To-Do List for Co-Parents
Divorcing or separating from your co-parent is one decision that comes loaded with dozens of other choices waiting for you to make. Many of these other decisions have to do with your children and how you will continue to parent them once you are no longer married or living together. To make co-parenting after divorce less confusing or difficult, here is a to-do list of things you should consider:
Find the right family lawyer.
No two divorces are the same; however, having the right representation for you is always important in any legal situation. Hire a family lawyer who has plenty of experience in child custody cases. Also, consider how you want to go about working your case. For example, if you and your co-parent are in a non-contentious situation and hope to settle your case outside of the courtroom, consider hiring a family lawyer who is trained in collaborative divorce. A lawyer who has experience in such an alternative to divorce litigation can help you navigate your case while remaining outside of the courtroom.
Enlist help from other family law professionals.
Hiring a family lawyer is a good place to start, yet co-parents may find it useful to get help from other family law professionals such as a mediator or parenting coordinator. These other professionals can help you to do things like work out your parenting plan agreement and enforce it. Mental health practitioners, like a family therapist, can also be a great help to both you and your children. They can teach healthy strategies to help everyone work through the emotional turbulence of this challenging situation.
Write down what you want out of your parenting plan.
Your parenting plan will lay out all of the agreements you have come to regarding how you will co-parent from here on out. It will set out your plans for regular parenting time, holiday custody, child-related expenses, decision-making for the children, and more. It will even lay out particular rules for things like how the children will go between homes and specifics about how the children will be contacted when away from one parent. Before you get started with it, write down what you would like in your parenting plan, and share this information with your lawyer. It's possible that you might not get everything you want in your parenting plan, but it is good to discuss this with your lawyer so that they can help you to negotiate with the opposing counsel on these items when writing your plan.
Decide what you are willing to negotiate.
Even in the most amicable divorce or separation situations, there may still be points of contention that you will need to get past. While you may be able to settle on most of what you wanted out of your parenting plan, it's also possible that your co-parent has an agenda of things they want and are steadfast about getting them. To prepare yourself for these moments, decide on a few things you're willing to bargain on and how you will propose them. Being ready with a few trading points to bring up during parenting plan negotiations. This will help to encourage the process to keep going forward instead of getting behind due to tense disagreements. Always discuss these points with your lawyer before offering them in negotiations, as your lawyer might have particular suggestions that you may want to consider first.
Have a plan for how to talk to your children.
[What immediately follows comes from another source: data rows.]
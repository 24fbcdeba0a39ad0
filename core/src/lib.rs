pub mod capability;
pub mod classifier;
pub mod config;
pub mod engine;
pub mod entities;
pub mod index;
pub mod persist;
pub mod query;
pub mod rank;
pub mod snippet;
pub mod tokenizer;

use anyhow::{anyhow, Result};
use serde::{Deserialize, Serialize};
use std::fmt;
use std::str::FromStr;

pub use engine::{SearchEngine, SearchHit, SearchRequest};
pub use index::InvertedIndex;
pub use query::ParsedQuery;

pub type DocId = String;

/// Coarse document label assigned once at ingest by the classifier.
#[derive(Debug, Clone, Copy, Default, PartialEq, Eq, Hash, PartialOrd, Ord, Serialize, Deserialize)]
#[serde(rename_all = "lowercase")]
pub enum DocType {
    #[default]
    News,
    Opinion,
    Scientific,
}

impl DocType {
    pub const ALL: [DocType; 3] = [DocType::News, DocType::Opinion, DocType::Scientific];

    pub fn as_str(&self) -> &'static str {
        match self {
            DocType::News => "news",
            DocType::Opinion => "opinion",
            DocType::Scientific => "scientific",
        }
    }
}

impl fmt::Display for DocType {
    fn fmt(&self, f: &mut fmt::Formatter<'_>) -> fmt::Result {
        f.write_str(self.as_str())
    }
}

impl FromStr for DocType {
    type Err = anyhow::Error;

    fn from_str(s: &str) -> Result<Self> {
        DocType::ALL
            .into_iter()
            .find(|t| t.as_str().eq_ignore_ascii_case(s.trim()))
            .ok_or_else(|| anyhow!("unknown doc_type {s:?}"))
    }
}

#[derive(Debug, Clone, Copy, PartialEq, Eq, Hash, PartialOrd, Ord, Serialize, Deserialize)]
pub enum EntityKind {
    #[serde(rename = "PER")]
    Per,
    #[serde(rename = "ORG")]
    Org,
    #[serde(rename = "LOC")]
    Loc,
    #[serde(rename = "DATE")]
    Date,
}

impl EntityKind {
    pub const ALL: [EntityKind; 4] = [EntityKind::Per, EntityKind::Org, EntityKind::Loc, EntityKind::Date];

    pub fn as_str(&self) -> &'static str {
        match self {
            EntityKind::Per => "PER",
            EntityKind::Org => "ORG",
            EntityKind::Loc => "LOC",
            EntityKind::Date => "DATE",
        }
    }
}

impl fmt::Display for EntityKind {
    fn fmt(&self, f: &mut fmt::Formatter<'_>) -> fmt::Result {
        f.write_str(self.as_str())
    }
}

impl FromStr for EntityKind {
    type Err = anyhow::Error;

    fn from_str(s: &str) -> Result<Self> {
        EntityKind::ALL
            .into_iter()
            .find(|k| k.as_str().eq_ignore_ascii_case(s.trim()))
            .ok_or_else(|| anyhow!("unknown entity type {s:?}"))
    }
}

/// Entity mentions per category. All four categories are always present;
/// each list keeps first-seen order and holds no duplicates.
#[derive(Debug, Clone, Default, PartialEq, Eq, Serialize, Deserialize)]
pub struct Entities {
    #[serde(rename = "PER", default)]
    pub per: Vec<String>,
    #[serde(rename = "ORG", default)]
    pub org: Vec<String>,
    #[serde(rename = "LOC", default)]
    pub loc: Vec<String>,
    #[serde(rename = "DATE", default)]
    pub date: Vec<String>,
}

impl Entities {
    pub fn new() -> Self { Self::default() }

    pub fn get(&self, kind: EntityKind) -> &[String] {
        match kind {
            EntityKind::Per => &self.per,
            EntityKind::Org => &self.org,
            EntityKind::Loc => &self.loc,
            EntityKind::Date => &self.date,
        }
    }

    fn get_mut(&mut self, kind: EntityKind) -> &mut Vec<String> {
        match kind {
            EntityKind::Per => &mut self.per,
            EntityKind::Org => &mut self.org,
            EntityKind::Loc => &mut self.loc,
            EntityKind::Date => &mut self.date,
        }
    }

    /// Append a mention unless it is already recorded. Returns whether it was added.
    pub fn add(&mut self, kind: EntityKind, value: &str) -> bool {
        let value = value.trim();
        if value.is_empty() { return false; }
        let list = self.get_mut(kind);
        if list.iter().any(|v| v == value) {
            return false;
        }
        list.push(value.to_string());
        true
    }

    pub fn is_empty(&self) -> bool {
        EntityKind::ALL.iter().all(|k| self.get(*k).is_empty())
    }
}

/// An ingested document. Immutable once created.
#[derive(Debug, Clone, PartialEq, Serialize, Deserialize)]
pub struct Document {
    pub id: DocId,
    #[serde(default)]
    pub title: String,
    #[serde(default)]
    pub body: String,
    #[serde(default)]
    pub source: String,
    #[serde(default)]
    pub date: String,
    #[serde(default)]
    pub doc_type: DocType,
    #[serde(default)]
    pub tokens: Vec<String>,
    #[serde(default)]
    pub entities: Entities,
}

/// Ingest payload. Every field is free text; absent fields default to "".
#[derive(Debug, Clone, Default, PartialEq, Eq, Serialize, Deserialize)]
pub struct NewDocument {
    #[serde(default)]
    pub title: String,
    #[serde(default)]
    pub body: String,
    #[serde(default)]
    pub source: String,
    #[serde(default)]
    pub date: String,
}

impl NewDocument {
    pub fn new(title: impl Into<String>, body: impl Into<String>) -> Self {
        Self { title: title.into(), body: body.into(), ..Default::default() }
    }

    /// Text the analyzers see: title and body joined by a space.
    pub fn analysis_text(&self) -> String {
        format!("{} {}", self.title, self.body).trim().to_string()
    }
}

#[cfg(test)]
mod tests {
    use super::*;

    #[test]
    fn entities_serialize_with_all_four_keys() {
        let json = serde_json::to_value(Entities::new()).unwrap();
        for key in ["PER", "ORG", "LOC", "DATE"] {
            assert!(json.get(key).is_some(), "missing {key}");
        }
    }

    #[test]
    fn entities_add_dedupes_in_order() {
        let mut e = Entities::new();
        assert!(e.add(EntityKind::Loc, "Київ"));
        assert!(e.add(EntityKind::Loc, "Львів"));
        assert!(!e.add(EntityKind::Loc, "Київ"));
        assert_eq!(e.loc, vec!["Київ", "Львів"]);
    }

    #[test]
    fn document_tolerates_missing_fields() {
        let doc: Document = serde_json::from_str(r#"{"id":"x","title":"t"}"#).unwrap();
        assert_eq!(doc.doc_type, DocType::News);
        assert!(doc.entities.is_empty());
        assert!(doc.tokens.is_empty());
    }

    #[test]
    fn labels_parse_case_insensitively() {
        assert_eq!("Scientific".parse::<DocType>().unwrap(), DocType::Scientific);
        assert_eq!("per".parse::<EntityKind>().unwrap(), EntityKind::Per);
        assert!("blog".parse::<DocType>().is_err());
    }
}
Dealing with the legal aspect of your situation and writing your parenting plan is essential, but other more personal matters deserve just as much care. The way that you talk to your children about your divorce or separation can have an enormous impact on how they handle it moving forward. Sometimes, children see it coming; other times, children have no clue that their parents were even considering this. Either way, the news is always hard for children to take in, so it is important that you have a plan for how to tell them. As co-parents, talk to your children about it as a team. Present the news as a united front to portray to your children that even while you aren't going to all live together, you are still a family. Give them as much information as you can about things like where they will live, when they will see each of you, how they will spend holidays, etc. This is an important conversation that you may even be feeling nervous to have. Prepare yourself by having some answers ready for your children as well as putting yourself in the right place emotionally to stay as strong as you can during this tough talk.
Commit to communication.
It can be a complicated task to raise children across multiple homes, especially when you ended it on a rather contentious foot. No matter how your marriage ended, committing yourselves to communicate as co-parents is so important for the sake of making co-parenting easier on everyone, children included. Using software like the communication tools offered by the OurFamilyWizard® website can impact the way that co-parents communicate for the better. OFW® has parenting time calendars, expense and payment tracking tools, file storage space, messaging capabilities, plus other features that help to ease the stress of discussing important child-related topics for co-parents. Family courts across the United States and Canada frequently order the use of OFW® in contested cases, yet many other co-parents choose to sign up on their own with a view of improving and simplifying communication across homes. Create an account and move your family towards making a communication commitment.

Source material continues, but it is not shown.